The Etymology of ‘Yelm’ and Mount ‘Rainier’


Yelm is a simple sounding word that first appeared in written form in, “The Nisqually Journal,”  (maintained at Fort Nisqually) in May 17, 1849.  

The entry reads, “Rode to Yelm Ferry accompanied by Wm. Macneill and dispatched an Indian from there with the letters from Vancouver.” (My best guess is that Yelm Ferry refers to the ford just north of the Yelm Prairie.) They must have heard the word from someone who lived in the area. The Puget Sound Agricultural Company used the name at the same place to designate a farm site and herdsman’s station.

A different spelling of the word appeared in the 1850s. In survey maps from that decade the area is labeled Yellem Prairie.

Over the years this area was referenced as Yellem, Fort Stevens (named after the blockhouse built during the fighting in the 1850s), Yelm Prairie, and after the railroad came through — Yelm Station, and eventually simply Yelm. The origins of the word were a matter of speculation for decades.

The following are different accounts of the where the word came from. You will note similarities between the differing explanations. You will also wonder if any of these etymologies was enhanced by an intrepid reporter needing to make a deadline.

Yelm Named After

Indian Chief (1910)

“How the name of the settlement came to be selected is a matter that will probably interest a large number of the people who travel on the railroad to points beyond this place. “The brakeman’s yell of ‘Yelm’ generally nettles the person who has not heard the name before, and repeated yells of the station’s title do not enlighten the puzzled listener, who doesn’t succeed in clearing the mystery until he reads the name painted in big white letters on the little red depot.

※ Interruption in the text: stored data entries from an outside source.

// Copyright (c) 2025 Kirky.X
//
// Licensed under the MIT License
// See LICENSE file in the project root for full license information.

use crate::config::settings::{BrowserSettings, SessionEngine};
use std::time::Duration;

pub mod chromium_session;
pub mod http_session;
pub mod traits;

#[cfg(test)]
pub(crate) mod test_support;

use chromium_session::ChromiumSession;
use http_session::HttpSession;
use traits::{BrowserSession, EngineError};

/// 根据配置打开浏览会话
///
/// # 参数
///
/// * `settings` - 浏览器配置
/// * `page_load_timeout` - 页面加载超时时间，作为HTTP会话的请求超时和Chromium会话CDP超时的下限
pub async fn open_session(
    settings: &BrowserSettings,
    page_load_timeout: Duration,
) -> Result<Box<dyn BrowserSession>, EngineError> {
    let session: Box<dyn BrowserSession> = match settings.engine {
        SessionEngine::Chromium => Box::new(ChromiumSession::start(settings, page_load_timeout).await?),
        SessionEngine::Http => Box::new(HttpSession::new(page_load_timeout)?),
    };
    tracing::info!(engine = session.name(), "Browser session opened");
    Ok(session)
}
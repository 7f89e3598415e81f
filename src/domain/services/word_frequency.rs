// Copyright (c) 2025 Kirky.X
//
// Licensed under the MIT License
// See LICENSE file in the project root for full license information.

use crate::domain::models::WordFrequencyMap;
use once_cell::sync::Lazy;
use regex::Regex;
use std::collections::{HashMap, HashSet};

/// 默认高频阈值，只保留出现次数大于该值的词
pub const DEFAULT_THRESHOLD: usize = 2;

static WORD_PATTERN: Lazy<Regex> =
    Lazy::new(|| Regex::new(r"[a-zA-Z]+").expect("Failed to compile word regex"));

/// 英文停用词
const ENGLISH_STOP_WORDS: &[&str] = &[
    "the", "a", "an", "is", "are", "was", "were", "be", "been", "being", "have", "has", "had",
    "do", "does", "did", "will", "would", "could", "should", "may", "might", "shall", "can",
    "need", "to", "of", "in", "for", "on", "with", "at", "by", "from", "as", "into", "through",
    "during", "before", "after", "above", "below", "between", "out", "off", "over", "under",
    "and", "but", "or", "nor", "not", "so", "yet", "both", "either", "neither", "each", "every",
    "all", "any", "few", "more", "most", "other", "some", "such", "no", "only", "own", "same",
    "than", "too", "very", "just", "because", "if", "when", "where", "how", "what", "which",
    "who", "whom", "this", "that", "these", "those", "it", "its", "he", "she", "they", "them",
    "his", "her", "their", "our", "your", "my", "about",
];

/// 分词
///
/// 提取所有连续的ASCII字母串并转为小写。
pub fn tokenize(text: &str) -> impl Iterator<Item = String> + '_ {
    WORD_PATTERN
        .find_iter(text)
        .map(|m| m.as_str().to_ascii_lowercase())
}

/// 停用词过滤器
#[derive(Debug, Clone)]
pub struct StopFilter {
    stop_words: HashSet<String>,
}

impl Default for StopFilter {
    fn default() -> Self {
        Self::english()
    }
}

impl StopFilter {
    /// 内置英文停用词表
    pub fn english() -> Self {
        Self::from_list(ENGLISH_STOP_WORDS)
    }

    pub fn from_list(words: &[&str]) -> Self {
        Self {
            stop_words: words.iter().map(|w| w.to_lowercase()).collect(),
        }
    }

    /// 追加停用词
    pub fn with_extra<I, S>(mut self, words: I) -> Self
    where
        I: IntoIterator<Item = S>,
        S: AsRef<str>,
    {
        self.stop_words
            .extend(words.into_iter().map(|w| w.as_ref().to_lowercase()));
        self
    }

    pub fn is_stop_word(&self, token: &str) -> bool {
        self.stop_words.contains(token)
    }

    /// 词是否应计入统计：不是停用词且长度大于1
    pub fn accepts(&self, token: &str) -> bool {
        token.len() > 1 && !self.is_stop_word(token)
    }
}

/// 词频统计器
///
/// 在整批标题上统计每一次出现（不是按标题去重），只返回出现次数大于阈值的词。
#[derive(Debug, Clone)]
pub struct FrequencyCounter {
    filter: StopFilter,
    threshold: usize,
}

impl Default for FrequencyCounter {
    fn default() -> Self {
        Self::new(StopFilter::english(), DEFAULT_THRESHOLD)
    }
}

impl FrequencyCounter {
    pub fn new(filter: StopFilter, threshold: usize) -> Self {
        Self { filter, threshold }
    }

    pub fn threshold(&self) -> usize {
        self.threshold
    }

    /// 统计高频词
    ///
    /// # 参数
    ///
    /// * `titles` - 翻译后的标题
    ///
    /// # 返回值
    ///
    /// 出现次数大于阈值的词及其次数
    pub fn count<S: AsRef<str>>(&self, titles: &[S]) -> WordFrequencyMap {
        let mut counts: HashMap<String, usize> = HashMap::new();

        for title in titles {
            for token in tokenize(title.as_ref()) {
                if self.filter.accepts(&token) {
                    *counts.entry(token).or_default() += 1;
                }
            }
        }

        counts.retain(|_, count| *count > self.threshold);
        WordFrequencyMap::new(counts)
    }
}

“It has happened here just like it has in many more of the towns of Washington at the settling time — the Indian titles were drawn upon to fittingly designate the community. The old chief who held forth in this vicinity was called Yelm Jim. It was decided by the settlers to take for a title the first end of this name so the place became Yelm.”

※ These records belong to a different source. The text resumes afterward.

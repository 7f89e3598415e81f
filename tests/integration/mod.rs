// Copyright (c) 2025 Kirky.X
//
// Licensed under the MIT License
// See LICENSE file in the project root for full license information.

pub mod helpers;
pub mod http_session_test;
pub mod pipeline_test;
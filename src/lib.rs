// Copyright (c) 2025 Kirky.X
//
// Licensed under the MIT License
// See LICENSE file in the project root for full license information.

/// 应用程序模块
///
/// 包含从配置组装流水线并执行一次运行的用例
pub mod application;

/// 配置模块
///
/// 处理应用程序的配置设置和环境变量
pub mod config;

/// 领域模块
///
/// 包含核心业务实体、服务和仓库接口
pub mod domain;

/// 引擎模块
///
/// 实现浏览会话：chromium 浏览器和静态 HTTP 抓取
pub mod engines;

/// 基础设施模块
///
/// 提供外部服务集成，如图片存储、翻译服务等
pub mod infrastructure;

/// 工具模块
///
/// 提供通用的工具函数和辅助功能
pub mod utils;
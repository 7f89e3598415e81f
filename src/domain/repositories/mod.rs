// Copyright (c) 2025 Kirky.X
//
// Licensed under the MIT License
// See LICENSE file in the project root for full license information.

/// 仓库接口模块
///
/// 定义领域层依赖的外部存储抽象
pub mod storage_repository;
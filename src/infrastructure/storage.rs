// Copyright (c) 2025 Kirky.X
//
// Licensed under the MIT License
// See LICENSE file in the project root for full license information.

use async_trait::async_trait;
use futures::StreamExt;
use sha2::{Digest, Sha256};
use std::path::{Path, PathBuf};
use std::time::Duration;
use tokio::fs;
use tokio::io::AsyncWriteExt;
use url::Url;

use crate::config::settings::StorageSettings;
use crate::domain::repositories::storage_repository::{ImageStore, StorageError};

/// 由地址推导的文件名最大长度
const MAX_DERIVED_FILENAME_LEN: usize = 100;

/// 本地文件系统图片存储
///
/// 以流的方式下载图片并写入图片目录，目录不存在时自动创建。
pub struct LocalImageStore {
    client: reqwest::Client,
    base_path: PathBuf,
}

impl LocalImageStore {
    pub fn new(base_path: impl Into<PathBuf>, timeout: Duration) -> Result<Self, StorageError> {
        let client = reqwest::Client::builder().timeout(timeout).build()?;
        Ok(Self {
            client,
            base_path: base_path.into(),
        })
    }

    pub fn from_settings(settings: &StorageSettings) -> Result<Self, StorageError> {
        Self::new(
            &settings.image_dir,
            Duration::from_secs(settings.download_timeout_secs),
        )
    }
}

#[async_trait]
impl ImageStore for LocalImageStore {
    async fn persist(
        &self,
        url: &str,
        suggested_filename: Option<&str>,
    ) -> Result<PathBuf, StorageError> {
        let response = self.client.get(url).send().await?;
        let status = response.status();
        if !status.is_success() {
            return Err(StorageError::HttpStatus(status.as_u16()));
        }

        // 确保目录存在
        fs::create_dir_all(&self.base_path).await?;
        let full_path = self.base_path.join(resolve_filename(url, suggested_filename));

        let mut file = fs::File::create(&full_path).await?;
        let mut stream = response.bytes_stream();
        while let Some(chunk) = stream.next().await {
            file.write_all(&chunk?).await?;
        }
        file.flush().await?;

        tracing::info!("Image saved: {}", full_path.display());
        Ok(full_path)
    }
}

/// 确定图片文件名
///
/// 依次使用建议文件名、地址中的文件名，最后退回到基于地址哈希的稳定文件名。
pub fn resolve_filename(url: &str, suggested: Option<&str>) -> String {
    suggested
        .and_then(file_name_component)
        .or_else(|| filename_from_url(url))
        .unwrap_or_else(|| fallback_filename(url))
}

fn file_name_component(name: &str) -> Option<String> {
    Path::new(name.trim())
        .file_name()
        .and_then(|n| n.to_str())
        .filter(|n| !n.is_empty())
        .map(str::to_string)
}

fn filename_from_url(url: &str) -> Option<String> {
    let last_segment = match Url::parse(url) {
        Ok(parsed) => parsed.path().rsplit('/').next().map(str::to_string),
        Err(_) => url
            .rsplit('/')
            .next()
            .and_then(|s| s.split('?').next())
            .map(str::to_string),
    }?;

    let decoded = urlencoding::decode(&last_segment)
        .map(|s| s.into_owned())
        .unwrap_or(last_segment);

    file_name_component(&decoded).filter(|n| n.len() <= MAX_DERIVED_FILENAME_LEN)
}

fn fallback_filename(url: &str) -> String {
    let digest = hex::encode(Sha256::digest(url.as_bytes()));
    format!("article_image_{}.jpg", &digest[..16])
}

Wa he lut or Wahoolit, Yelm Jim, was a protégé of Leschi, atoning for the latter’s capture and execution by killing Sluggia. Wa he lut was convicted of murdering William White a little west of Yelm during the “Puget Sound War” in the area in the 1850s. He was granted a full pardon by the governor in 1860. Contrary to this reporter’s 1910 account, the word Yelm was used prior to its application to Wa he lut. More on him at a later time.


Yelm is Center of Progressive Irrigated Agricultural District (The Olympian, Jan. 9, 1949)  

“The source of Yelm’s name is a matter of conjecture. It is said that roving tribes of brown-skinned people drifted across the Bering Sea and into Western Washington. One of these early tribes was called Yelm-Pusha.

“Other historians believe that the early Nisqually tribes gave prairie the name Shelm, which indicated shimmering heat waves observed above the land in the summer. It isn’t definitely known whether the tribe took its name from the prairie or if the area was named after the tribe, but the name is of Indian origin.”

This is gleaned from “The Story of Yelm – A Little Town With a Big History, 1848-1948,” by Floss and Richard Loutzenhiser.


Early Yelm by

Edgar Prescott (1979)

“The name of the town I learned was a modification of the one given by the Indians to the prairie.  To them the term Shelm applied to the shimmering heat waves which arose from the earth when the summer sun shone hot. They reverence (sic) these waves, believing them to be radiated by the Great Spirit to render the earth fruitful.”


Yelm Pioneers and Followers, 1850-1950, by Dean Hooper and Roberta Longmire (1999)

“It is generally accepted the name Yelm sprang from mispronunciation of an Indian word. The local Nisqually Indians used the same word as that of the Salish nation. … They spoke a word which to non-Indians sounded as ShYelm or SSSYelm, describing as spirits, the heat waves which rose from the Prairie. The first syllable was discarded by the settlers.”


The final word on Yelm –

In 1999, by Lanny Weaver

from the Washington

State Archives

Weaver interviewed Earl “Babe” Herness about life his life in the Yelm/McKenna area. During the interview Weaver was struck by Babe’s use of the Yel-um. Finally she asked, “Why do you call it Yel-um and not Yelm?”  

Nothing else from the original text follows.